“Este foi o voto mais importante da minha vida”
Após uma campanha crispada, com ameaças de violência a pairar no ar, milhões de americanos votam, ansiosos pela imprevisibilidade de um resultado que pode demorar dias ou semanas até ser conhecido. Trump exige um resultado imediato. Biden responde que os votos vão ser todos contados.
Num ambiente de grande incerteza e ansiedade quanto ao desfecho de uma noite eleitoral que poderá não produzir resultados finais, milhões de norte-americanos aguardam pacientemente nas filas das assembleias de voto, numa demonstração de civismo que contrasta com o tom áspero e de tensão que marcou a campanha eleitoral.
Ao contrário do que se temia, tendo em conta os últimos dias de campanha em que se verificaram episódios de tentativas de intimidação por parte de eleitores de Donald Trump, e as ameaças de que grupos paramilitares de extrema-direita pudessem sair às ruas, as eleições nos Estados Unidos decorrem de forma ordeira, e os americanos escolhem tranquilamente a América que querem nos próximos quatro anos.

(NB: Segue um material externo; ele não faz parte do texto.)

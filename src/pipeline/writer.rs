// src/pipeline/writer.rs

//! Artifact writes and output-root housekeeping.
//!
//! Every artifact is written to a temporary file in its destination
//! directory and then renamed over the target, so a reader sees either the
//! previous or the new content, never a partial file.

use std::fs;
use std::io::{self, Write};
use std::path::{Path, PathBuf};

use anyhow::Context;
use tempfile::NamedTempFile;
use tracing::{debug, info};

use crate::errors::{AssetdagError, Result};

/// Write `bytes` to `target` atomically, creating parent directories.
pub fn write_atomic(target: &Path, bytes: &[u8]) -> io::Result<()> {
    let parent = match target.parent() {
        Some(p) if !p.as_os_str().is_empty() => p,
        _ => Path::new("."),
    };
    fs::create_dir_all(parent)?;

    let mut tmp = NamedTempFile::new_in(parent)?;
    tmp.write_all(bytes)?;
    tmp.as_file().sync_all()?;
    tmp.persist(target).map_err(|err| err.error)?;
    Ok(())
}

/// Async wrapper around [`write_atomic`] for use inside task actions.
pub async fn write_artifact(target: PathBuf, bytes: Vec<u8>) -> Result<PathBuf> {
    let path = target.clone();
    tokio::task::spawn_blocking(move || write_atomic(&path, &bytes))
        .await
        .context("artifact writer task failed")?
        .map_err(|source| AssetdagError::OutputWrite {
            path: target.clone(),
            source,
        })?;
    debug!(path = ?target, "artifact written");
    Ok(target)
}

/// Remove a previously written artifact. A missing file is not an error.
pub fn remove_artifact(target: &Path) -> io::Result<bool> {
    match fs::remove_file(target) {
        Ok(()) => Ok(true),
        Err(err) if err.kind() == io::ErrorKind::NotFound => Ok(false),
        Err(err) => Err(err),
    }
}

/// Delete the whole output root.
///
/// A root that does not exist yet is fine; anything else that prevents the
/// removal aborts with [`AssetdagError::CleanFailed`].
pub fn clean_output_root(root: &Path) -> Result<()> {
    match fs::remove_dir_all(root) {
        Ok(()) => {
            info!(path = ?root, "cleared output root");
            Ok(())
        }
        Err(err) if err.kind() == io::ErrorKind::NotFound => {
            debug!(path = ?root, "output root does not exist; nothing to clear");
            Ok(())
        }
        Err(source) => Err(AssetdagError::CleanFailed {
            path: root.to_path_buf(),
            source,
        }),
    }
}
// src/exec/task_runner.rs

//! Individual task action runner.

use std::time::Instant;

use tokio::sync::mpsc;
use tracing::{error, info, warn};

use crate::dag::{ActionReport, ScheduledTask};
use crate::engine::{RuntimeEvent, TaskCompletion, TaskOutcome};
use crate::errors::AssetdagError;

/// Run a single task action and emit exactly one `TaskCompleted` event.
///
/// The action runs on its own Tokio task so that a panic inside it is
/// reported as a failure instead of leaving the run waiting forever.
pub async fn run_task(task: ScheduledTask, runtime_tx: mpsc::Sender<RuntimeEvent>) {
    info!(task = %task.name, run_id = task.run_id, "starting task");

    let started = Instant::now();
    let action = (task.action)();
    let joined = tokio::spawn(action).await;
    let duration = started.elapsed();

    let (outcome, report) = match joined {
        Ok(Ok(report)) if report.is_success() => (TaskOutcome::Success, report),
        Ok(Ok(report)) => {
            let reason = format!("{} input(s) failed", report.input_failures.len());
            (TaskOutcome::Failed(reason), report)
        }
        Ok(Err(err)) if is_output_failure(&err) => {
            error!(task = %task.name, run_id = task.run_id, error = %format!("{err:#}"), "output write failed; aborting run");
            (TaskOutcome::Aborted(format!("{err:#}")), ActionReport::default())
        }
        Ok(Err(err)) => {
            error!(task = %task.name, run_id = task.run_id, error = %format!("{err:#}"), "task action error");
            (TaskOutcome::Failed(format!("{err:#}")), ActionReport::default())
        }
        Err(join_err) => {
            error!(task = %task.name, run_id = task.run_id, error = %join_err, "task action panicked");
            (
                TaskOutcome::Failed(format!("task panicked: {join_err}")),
                ActionReport::default(),
            )
        }
    };

    info!(
        task = %task.name,
        run_id = task.run_id,
        success = matches!(outcome, TaskOutcome::Success),
        artifacts = report.artifacts.len(),
        elapsed_ms = duration.as_millis() as u64,
        "task finished"
    );

    let completion = TaskCompletion {
        task: task.name.clone(),
        outcome,
        duration,
        report,
    };

    if runtime_tx
        .send(RuntimeEvent::TaskCompleted(completion))
        .await
        .is_err()
    {
        warn!(task = %task.name, "runtime gone; dropping completion event");
    }
}

fn is_output_failure(err: &anyhow::Error) -> bool {
    err.chain().any(|cause| {
        cause
            .downcast_ref::<AssetdagError>()
            .is_some_and(AssetdagError::is_output_error)
    })
}
// tests/integration/fs_abstraction.rs

use std::path::{Path, PathBuf};

use assetdag::fs::mock::MockFileSystem;
use assetdag::fs::{FileSystem, RealFileSystem};
use assetdag::watch::{collect_matching_files, PathMatcher};
use assetdag_test_utils::write_file;

fn globs(list: &[&str]) -> Vec<String> {
    list.iter().map(|s| s.to_string()).collect()
}

#[test]
fn mock_tree_discovery_honours_excludes() {
    let fs = MockFileSystem::new();
    fs.add_file("site/src/SCSS/main.scss");
    fs.add_file("site/src/SCSS/_partials/_vars.scss");
    fs.add_file("site/src/SCSS/old.scss.tmp");
    fs.add_file("site/src/js/app.js");

    let matcher = PathMatcher::new(&globs(&["src/SCSS/**/*.scss"]), &globs(&["**/_*.scss"])).unwrap();
    let found = collect_matching_files(&fs, Path::new("site"), &matcher).unwrap();

    assert_eq!(found, vec![PathBuf::from("src/SCSS/main.scss")]);
}

#[test]
fn real_and_mock_filesystems_agree() {
    let dir = tempfile::tempdir().unwrap();
    let mock = MockFileSystem::new();
    for rel in ["src/img/logo.png", "src/img/icons/a.svg", "src/index.html"] {
        write_file(dir.path(), rel, "x");
        mock.add_file(dir.path().join(rel));
    }

    let matcher = PathMatcher::new(&globs(&["src/img/**/*"]), &[]).unwrap();
    let real = collect_matching_files(&RealFileSystem, dir.path(), &matcher).unwrap();
    let mocked = collect_matching_files(&mock, dir.path(), &matcher).unwrap();

    assert_eq!(real, mocked);
    assert_eq!(
        real,
        vec![PathBuf::from("src/img/icons/a.svg"), PathBuf::from("src/img/logo.png")]
    );
    assert!(RealFileSystem.is_dir(&dir.path().join("src/img")));
}

#[test]
fn missing_source_directory_yields_no_files() {
    let fs = MockFileSystem::new();
    let matcher = PathMatcher::new(&globs(&["src/js/**/*.js"]), &[]).unwrap();
    let found = collect_matching_files(&fs, Path::new("proj"), &matcher).unwrap();
    assert!(found.is_empty());
}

Até ao momento, registaram-se apenas alguns incidentes, rapidamente resolvidos. Em Charlotte, na Carolina do Norte, um homem armado, que tinha um boné de apoio ao Presidente Donald Trump, foi detido pela polícia, depois de se recusar a sair das proximidades de uma assembleia de voto. Em Chicago, Illinois, um homem disse que o seu carro foi atacado por um grupo quando foi votar, e num museu em Kansas City, no Missouri, uma parede foi vandalizada com uma mensagem a dizer “não votem”.
Além disso, o FBI abriu uma investigação a um esquema de chamadas e mensagens falsas, que chegaram a pelo menos dez milhões de pessoas, com o objectivo de desencorajar os eleitores de irem voar. “Filas longas, vote amanhã” ou “fique seguro, fique em casa”, foram algumas das mensagens enviadas.
Por precaução, muitos comerciantes optaram por fechar os seus estabelecimentos durante o dia, temendo que após a divulgação dos primeiros resultados começassem motins nas ruas. Em Washington, foram postas placas de madeira nas montras das lojas, e na Casa Branca foram erguidas grades de protecção.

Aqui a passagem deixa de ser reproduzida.